IIS runs as a privileged service in Windows, meaning IIS has access to resources, APIs, and data structures on a machine that a normal user couldn’t read or write. The extra privilege afforded to IIS works well when you want to run an application in production and execute as fast as possible, but is a problem when you want to develop, test, or debug an application. Debugging, for example, requires an intimate relationship between two processes where the debugger controls the execution and the memory space of the debugee. Attaching a debugger to a privileged process like IIS isn’t something ordinary users should be able to do.
Debugging a privileged process requires … privileges, which is why Visual Studio requires us to run as an Administrator if an ASP.NET project uses IIS for hosting. Running a development tool as the machine administrator violates the principle of least privilege, which is a principle we should all value in these dark days of phishing attacks, data breaches, and Snapchat.
Microsoft released IIS Express in 2010 to help us develop, test, and debug applications without elevating into the administrator role. The express version of IIS has most of the key features that IIS includes for hosting and running web applications. But, instead of running as a privileged service, IIS express runs as a normal process using the same identity as the developer.

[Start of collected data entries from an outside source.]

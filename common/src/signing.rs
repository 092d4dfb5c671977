//! HMAC signing and validation of agent link messages.
//!
//! A signed message has the form `timestamp|payload|signature`, where the
//! signature is the hex encoded HMAC-SHA256 of `timestamp|payload`. The payload
//! itself may contain `|`, so parsing splits on the first and the last separator.

use std::time::{SystemTime, UNIX_EPOCH};

use hmac::{Hmac, Mac as _};
use secrecy::{ExposeSecret as _, SecretString};
use sha2::Sha256;

/// Maximum clock skew, in seconds, accepted between signer and validator.
pub const ALLOWED_WINDOW: u64 = 30;

type HmacSha256 = Hmac<Sha256>;

fn keyed_mac(secret: &SecretString) -> HmacSha256 {
    // HMAC accepts keys of any length, so this cannot fail.
    match HmacSha256::new_from_slice(secret.expose_secret().as_bytes()) {
        Ok(mac) => mac,
        Err(_) => unreachable!("HMAC can take a key of any size"),
    }
}

/// Signs `message` and returns the hex encoded signature.
#[must_use]
pub fn sign_hmac(message: &str, secret: &SecretString) -> String {
    let mut mac = keyed_mac(secret);
    mac.update(message.as_bytes());
    hex::encode(mac.finalize().into_bytes())
}

/// Wraps `payload` as `timestamp|payload|signature`.
#[must_use]
pub fn create_signed_message(payload: &str, secret: &SecretString) -> String {
    let message = format!("{}|{}", unix_time_seconds(), payload);
    let signature = sign_hmac(&message, secret);
    format!("{message}|{signature}")
}

/// Gets the current Unix timestamp in seconds.
///
/// A clock set before the epoch reads as 0, which every validator then rejects
/// as out of window.
#[must_use]
pub fn unix_time_seconds() -> u64 {
    SystemTime::now()
        .duration_since(UNIX_EPOCH)
        .map_or(0, |elapsed| elapsed.as_secs())
}

/// A signed message split into its parts, before any verification.
#[derive(Debug, Clone, PartialEq, Eq)]
pub struct SignedParts<'msg> {
    pub timestamp: u64,
    pub payload: &'msg str,
    pub signature: &'msg str,
}

/// Splits a signed message. Returns `None` if the framing is broken.
#[must_use]
pub fn parse_hmac_message(data: &str) -> Option<SignedParts<'_>> {
    let (timestamp, rest) = data.split_once('|')?;
    let (payload, signature) = rest.rsplit_once('|')?;
    Some(SignedParts {
        timestamp: timestamp.trim().parse().ok()?,
        payload,
        signature: signature.trim(),
    })
}

/// Outcome of validating a signed message.
#[derive(Debug, Clone, PartialEq, Eq)]
pub enum HmacValidationResult {
    /// Signature and timestamp check out; carries the payload.
    Valid(String),
    InvalidTimestamp,
    InvalidHmac,
    MalformedMessage,
}

#[must_use]
pub fn is_timestamp_in_valid_range(timestamp: u64) -> bool {
    unix_time_seconds().abs_diff(timestamp) <= ALLOWED_WINDOW
}

/// Verifies framing, timestamp window and signature, in that order.
///
/// The signature comparison is constant time.
#[must_use]
pub fn validate_hmac_message(data: &str, secret: &SecretString) -> HmacValidationResult {
    let Some(parts) = parse_hmac_message(data) else {
        return HmacValidationResult::MalformedMessage;
    };
    if !is_timestamp_in_valid_range(parts.timestamp) {
        return HmacValidationResult::InvalidTimestamp;
    }
    let Ok(received) = hex::decode(parts.signature) else {
        return HmacValidationResult::InvalidHmac;
    };

    let mut mac = keyed_mac(secret);
    mac.update(format!("{}|{}", parts.timestamp, parts.payload).as_bytes());
    match mac.verify_slice(&received) {
        Ok(()) => HmacValidationResult::Valid(parts.payload.to_owned()),
        Err(_) => HmacValidationResult::InvalidHmac,
    }
}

A few older projects I've been in lately still require IIS, which requires running as an Administrator. This is certainly not a situation you want for new applications, and it should be part of a migration plan when working with older applications. In Visual Studio you can right-click on an ASP.NET project and go to the web properties to configure a project for using IIS Express.
Using IIS Express for developing with ASP.NET will help us obey the principle of least privilege but might present some other difficulties. IIS Express works best with monolithic applications. We’ll need some extra setup for systems composed of multiple services, processes, and applications. Since Express doesn’t run as a service, Visual Studio has to launch your applications on demand. If you want to have multiple applications and services running concurrently without launching Visual Studio and opening a project for each component, than the following tips might help.
You can still configure IIS with websites pointing to all the components in a system. You’ll only be able to debug the component running in Express with Visual Studio, but at least the other services are alive and responding.
You can use the command line to run Express and launch as many applications and services as you need (see https://docs.microsoft.com/en-us/iis/extensions/using-iis-express/running-iis-express-from-the-command-line).
For more complicated scenarios, look into using containers and container orchestration.
So while there might be some extra work involved, not running as an administrator gives you a better security profile, and helps to obey the principle of least privilege.